Cabral: “Penso solo a onorare la maglia e a fare felici i tifosi… ma anche all’Europa. Mi piace tutto di Firenze, vorrei giocare in coppia con Jovic”

L’attaccante della Fiorentina Arthur Cabral ha rilasciato un’intervista al TGR Rai Toscana. Ecco le sue parole: “Qui sto molto bene. Mi piace la città, mi piace il club, mi piace il cibo (ride, ndr). Sento l’affetto dei tifosi. Da quando sono arrivato, tutti mi hanno accolto bene: è un clima più brasiliano rispetto alla Svizzera. Mi dicono: ‘Dai Arthur, crediamo in te, vogliamo più gol’. So che posso farlo”.

Sul rapporto con Italiano: “Mi ha aiutato molto, è un grande allenatore. Giocare con Jovic? Sì, mi piacerebbe. Non abbiamo mai giocato insieme dall’inizio, ma mi piace, perché questa coppia fa bene a tutti noi. Gol più bello? Indubbiamente, quello al Napoli. Un bel gol in un giorno fantastico: è un momento che mai dimenticherò“.

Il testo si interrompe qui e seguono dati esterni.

impl Arena {
    /// Creates an uninitialized arena with no backing buffer.
    ///
    /// Call [`init`](Arena::init) before allocating.
    #[must_use]
    pub const fn new() -> Self {
        Self {
            block: None,
            offset: Cell::new(0),
            buffer_id: 0,
            state: ArenaState::Uninitialized,
            epoch: 0,
            reset_policy: ResetPolicy::Retain,
        }
    }

    /// Creates an arena backed by a buffer of exactly `capacity` bytes.
    ///
    /// # Errors
    ///
    /// See [`init_with_config`](Arena::init_with_config).
    pub fn with_capacity(capacity: usize) -> Result<Self, ArenaError> {
        Self::with_config(ArenaConfig::new(capacity))
    }

    /// Creates an arena from `config`.
    ///
    /// # Errors
    ///
    /// See [`init_with_config`](Arena::init_with_config).
    pub fn with_config(config: ArenaConfig) -> Result<Self, ArenaError> {
        let mut arena = Self::new();
        arena.init_with_config(config)?;
        Ok(arena)
    }

    /// Acquires a buffer of `capacity` bytes with default settings.
    ///
    /// # Errors
    ///
    /// See [`init_with_config`](Arena::init_with_config).
    pub fn init(&mut self, capacity: usize) -> Result<(), ArenaError> {
        self.init_with_config(ArenaConfig::new(capacity))
    }

    /// Acquires the backing buffer described by `config` and sets the cursor
    /// to zero.
    ///
    /// Valid on an uninitialized or destroyed arena. On failure the arena
    /// keeps its previous state.
    ///
    /// # Errors
    ///
    /// - [`ArenaError::InvalidState`] if the arena is already initialized.
    /// - [`ArenaError::InvalidSize`] / [`ArenaError::InvalidAlignment`] if the
    ///   config does not describe a valid buffer.
    /// - [`ArenaError::OutOfMemory`] if the global allocator cannot provide it.
    pub fn init_with_config(&mut self, config: ArenaConfig) -> Result<(), ArenaError> {
        if self.state.is_initialized() {
            return Err(ArenaError::InvalidState { state: self.state });
        }
        let block = config
            .validate()
            .and_then(Block::new)
            .inspect_err(|err| log::debug!("arena initialization failed: {err}"))?;
        log::debug!(
            "arena initialized: {} bytes, base align {}, reset policy {:?}",
            block.len(),
            block.align(),
            config.reset_policy,
        );

        self.block = Some(block);
        self.offset.set(0);
        self.buffer_id = NEXT_BUFFER_ID.fetch_add(1, Ordering::Relaxed);
        self.state = ArenaState::Initialized;
        self.epoch = self.epoch.wrapping_add(1);
        self.reset_policy = config.reset_policy;
        Ok(())
    }

    /// Returns the lifecycle state.
    #[must_use]
    pub const fn state(&self) -> ArenaState {
        self.state
    }

    /// Returns `true` if the arena owns a buffer and can allocate.
    #[must_use]
    pub const fn is_initialized(&self) -> bool {
        self.state.is_initialized()
    }

    /// Returns the buffer size in bytes, or 0 without a buffer.
    #[must_use]
    pub fn capacity(&self) -> usize {
        self.block.as_ref().map_or(0, Block::len)
    }

    /// Returns the number of bytes consumed, including alignment padding.
    #[must_use]
    pub const fn offset(&self) -> usize {
        self.offset.get()
    }

    /// Returns the number of bytes between the cursor and the end of the
    /// buffer. Alignment padding may make less than this usable.
    #[must_use]
    pub fn remaining(&self) -> usize {
        self.capacity() - self.offset()
    }

    /// Returns `true` if nothing has been allocated since the last reset.
    #[must_use]
    pub const fn is_empty(&self) -> bool {
        self.offset() == 0
    }

    /// Returns the current epoch. It changes on every reset, destroy, and
    /// initialization.
    #[must_use]
    pub const fn epoch(&self) -> u64 {
        self.epoch
    }

    /// Returns the policy applied to released bytes.
    #[must_use]
    pub const fn reset_policy(&self) -> ResetPolicy {
        self.reset_policy
    }

    /// Reserves `layout.size()` bytes aligned to `layout.align()`.
    ///
    /// The returned memory is uninitialized. It stays valid until the next
    /// reset, rollback past it, destroy, or drop of the arena; the pointer
    /// itself carries no lifetime, so keeping that contract is up to the
    /// caller.
    ///
    /// # Errors
    ///
    /// See [`alloc_uninit`](Arena::alloc_uninit).
    pub fn allocate(&self, layout: Layout) -> Result<NonNull<[u8]>, ArenaError> {
        let ptr = self.bump(layout.size(), layout.align())?;
        Ok(NonNull::slice_from_raw_parts(ptr, layout.size()))
    }

    /// Reserves `size` uninitialized bytes whose start is aligned to `align`.
    ///
    /// The region is disjoint from every other view handed out since the last
    /// reset. A zero-sized request always succeeds on an initialized arena and
    /// does not move the cursor.
    ///
    /// # Errors
    ///
    /// - [`ArenaError::InvalidState`] if the arena is not initialized.
    /// - [`ArenaError::InvalidAlignment`] if `align` is not a power of two.
    /// - [`ArenaError::InvalidSize`] if computing the end of the region
    ///   overflows.
    /// - [`ArenaError::OutOfSpace`] if the padded request does not fit.
    ///
    /// The cursor is unchanged on every error.
    #[allow(clippy::mut_from_ref)]
    pub fn alloc_uninit(
        &self,
        size: usize,
        align: usize,
    ) -> Result<&mut [MaybeUninit<u8>], ArenaError> {
        let ptr = self.bump(size, align)?;
        // SAFETY: `bump` returned `size` bytes inside the buffer that no other
        // view covers. MaybeUninit<u8> has no validity requirement.
        Ok(unsafe { std::slice::from_raw_parts_mut(ptr.cast::<MaybeUninit<u8>>().as_ptr(), size) })
    }

    /// Reserves `size` bytes aligned to `align` and fills them with zeroes.
    ///
    /// # Errors
    ///
    /// See [`alloc_uninit`](Arena::alloc_uninit).
    #[allow(clippy::mut_from_ref)]
    pub fn alloc_zeroed(&self, size: usize, align: usize) -> Result<&mut [u8], ArenaError> {
        let ptr = self.bump(size, align)?;
        // SAFETY: `bump` returned `size` exclusive bytes inside the buffer,
        // which are initialized by the write before the slice is formed.
        unsafe {
            ptr.write_bytes(0, size);
            Ok(std::slice::from_raw_parts_mut(ptr.as_ptr(), size))
        }
    }

    /// Moves `value` into the arena.
    ///
    /// The arena never runs destructors, hence the `Copy` bound.
    ///
    /// # Errors
    ///
    /// See [`alloc_uninit`](Arena::alloc_uninit).
    #[allow(clippy::mut_from_ref)]
    pub fn alloc<T: Copy>(&self, value: T) -> Result<&mut T, ArenaError> {
        let ptr = self.bump(size_of::<T>(), align_of::<T>())?.cast::<T>();
        // SAFETY: ptr is aligned for T and points at size_of::<T>() exclusive
        // bytes (or is a dangling aligned pointer for a zero-sized T).
        unsafe {
            ptr.write(value);
            Ok(&mut *ptr.as_ptr())
        }
    }

    /// Allocates a slice of `len` copies of `value`.
    ///
    /// # Errors
    ///
    /// [`ArenaError::InvalidSize`] if `len * size_of::<T>()` overflows,
    /// otherwise see [`alloc_uninit`](Arena::alloc_uninit).
    #[allow(clippy::mut_from_ref)]
    pub fn alloc_slice_fill<T: Copy>(&self, len: usize, value: T) -> Result<&mut [T], ArenaError> {
        let ptr = self.bump_array::<T>(len)?;
        // SAFETY: ptr covers `len` aligned, exclusive slots of T; every slot is
        // written before the slice is formed.
        unsafe {
            for i in 0..len {
                ptr.add(i).write(value);
            }
            Ok(std::slice::from_raw_parts_mut(ptr.as_ptr(), len))
        }
    }

    /// Copies `src` into the arena.
    ///
    /// # Errors
    ///
    /// See [`alloc_uninit`](Arena::alloc_uninit).
    #[allow(clippy::mut_from_ref)]
    pub fn alloc_slice_copy<T: Copy>(&self, src: &[T]) -> Result<&mut [T], ArenaError> {
        let ptr = self.bump_array::<T>(src.len())?;
        // SAFETY: ptr covers `src.len()` aligned, exclusive slots of T, which
        // cannot overlap `src` because they were just carved from the buffer.
        unsafe {
            std::ptr::copy_nonoverlapping(src.as_ptr(), ptr.as_ptr(), src.len());
            Ok(std::slice::from_raw_parts_mut(ptr.as_ptr(), src.len()))
        }
    }

    /// Copies `src` into the arena.
    ///
    /// # Errors
    ///
    /// See [`alloc_uninit`](Arena::alloc_uninit).
    #[allow(clippy::mut_from_ref)]
    pub fn alloc_str(&self, src: &str) -> Result<&mut str, ArenaError> {
        let bytes = self.alloc_slice_copy(src.as_bytes())?;
        // SAFETY: bytes is a copy of a valid UTF-8 string.
        Ok(unsafe { std::str::from_utf8_unchecked_mut(bytes) })
    }

    /// Saves the current cursor position.
    ///
    /// Use with [`rollback`](Arena::rollback) to discard allocations made
    /// after this point.
    ///
    /// # Errors
    ///
    /// [`ArenaError::InvalidState`] if the arena is not initialized.
    pub fn checkpoint(&self) -> Result<Checkpoint, ArenaError> {
        self.block()?;
        Ok(Checkpoint::new(
            self.buffer_id,
            self.epoch,
            self.offset.get(),
        ))
    }

    /// Rewinds the cursor to `cp`, discarding every allocation made after it.
    ///
    /// # Errors
    ///
    /// - [`ArenaError::InvalidState`] if the arena is not initialized.
    /// - [`ArenaError::StaleCheckpoint`] if `cp` was taken on another arena,
    ///   predates the current epoch, or lies beyond the cursor.
    pub fn rollback(&mut self, cp: Checkpoint) -> Result<(), ArenaError> {
        let current = self.offset.get();
        let block = self
            .block
            .as_mut()
            .ok_or(ArenaError::InvalidState { state: self.state })?;
        if cp.buffer() != self.buffer_id || cp.epoch() != self.epoch || cp.offset() > current {
            return Err(ArenaError::StaleCheckpoint {
                checkpoint_epoch: cp.epoch(),
                current_epoch: self.epoch,
            });
        }
        if self.reset_policy == ResetPolicy::Zero {
            block.zero(cp.offset()..current);
        }
        self.offset.set(cp.offset());
        log::trace!("arena rolled back from {current} to {} bytes", cp.offset());
        Ok(())
    }

    /// Rewinds the cursor to the start of the buffer.
    ///
    /// Under [`ResetPolicy::Retain`] the buffer contents are left as they
    /// are; under [`ResetPolicy::Zero`] the used prefix is zeroed. Existing
    /// checkpoints become stale. Resetting an empty arena only advances the
    /// epoch.
    ///
    /// # Errors
    ///
    /// [`ArenaError::InvalidState`] if the arena is not initialized.
    pub fn reset(&mut self) -> Result<(), ArenaError> {
        let used = self.offset.get();
        let block = self
            .block
            .as_mut()
            .ok_or(ArenaError::InvalidState { state: self.state })?;
        if self.reset_policy == ResetPolicy::Zero {
            block.zero(0..used);
        }
        self.offset.set(0);
        self.epoch = self.epoch.wrapping_add(1);
        log::trace!("arena reset: {used} bytes released");
        Ok(())
    }

    /// Releases the backing buffer and marks the arena destroyed.
    ///
    /// Capacity and offset read as 0 afterwards. Allocation, reset, and
    /// rollback fail with [`ArenaError::InvalidState`] until the arena is
    /// initialized again. Destroying an arena without a buffer is a no-op.
    ///
    /// Dropping the arena releases the buffer as well; calling this is only
    /// needed to release it early.
    pub fn destroy(&mut self) {
        if let Some(block) = self.block.take() {
            log::debug!("arena destroyed: {} bytes released", block.len());
            drop(block);
            self.offset.set(0);
            self.state = ArenaState::Destroyed;
            self.epoch = self.epoch.wrapping_add(1);
        }
    }

    fn block(&self) -> Result<&Block, ArenaError> {
        self.block
            .as_ref()
            .ok_or(ArenaError::InvalidState { state: self.state })
    }

    fn bump_array<T>(&self, len: usize) -> Result<NonNull<T>, ArenaError> {
        let layout = Layout::array::<T>(len).map_err(|_| ArenaError::InvalidSize {
            size: len.saturating_mul(size_of::<T>()),
            align: align_of::<T>(),
        })?;
        Ok(self.bump(layout.size(), layout.align())?.cast())
    }

    /// Carves `size` bytes aligned to `align` off the front of the free space.
    ///
    /// All cursor arithmetic is checked and nothing is committed until the
    /// region is known to fit.
    fn bump(&self, size: usize, align: usize) -> Result<NonNull<u8>, ArenaError> {
        let block = self.block()?;
        if !align.is_power_of_two() {
            return Err(ArenaError::InvalidAlignment { align });
        }
        if size == 0 {
            // SAFETY: align is a power of two, hence non-zero.
            return Ok(unsafe { NonNull::new_unchecked(std::ptr::without_provenance_mut(align)) });
        }

        let invalid = || ArenaError::InvalidSize { size, align };
        let offset = self.offset.get();
        let capacity = block.len();
        let base = block.as_ptr().addr().get();

        // Align the absolute address so requests above the buffer's own
        // alignment are honoured too.
        let cursor = base.checked_add(offset).ok_or_else(invalid)?;
        let aligned = cursor.checked_add(align - 1).ok_or_else(invalid)? & !(align - 1);
        let start = aligned - base;
        let end = start.checked_add(size).ok_or_else(invalid)?;

        if end > capacity {
            let remaining = capacity - offset;
            log::debug!(
                "arena out of space: requested {size} bytes (align {align}), {remaining} of {capacity} remaining"
            );
            return Err(ArenaError::OutOfSpace {
                requested: size,
                remaining,
            });
        }

        self.offset.set(end);
        // SAFETY: start < end <= capacity, so the offset stays inside the block.
        Ok(unsafe { block.as_ptr().add(start) })
    }
}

Sui suoi sogni: “Spero di finire benissimo la stagione; abbiamo una grande squadra, sappiamo che possiamo migliorare molto in classifica. Un sogno è riportare la Fiorentina in Europa. Quanto rimarrò? Non so dirlo, ma penso solo a fare meglio qui, per onorare la maglia viola e per fare felici tutti i tifosi“.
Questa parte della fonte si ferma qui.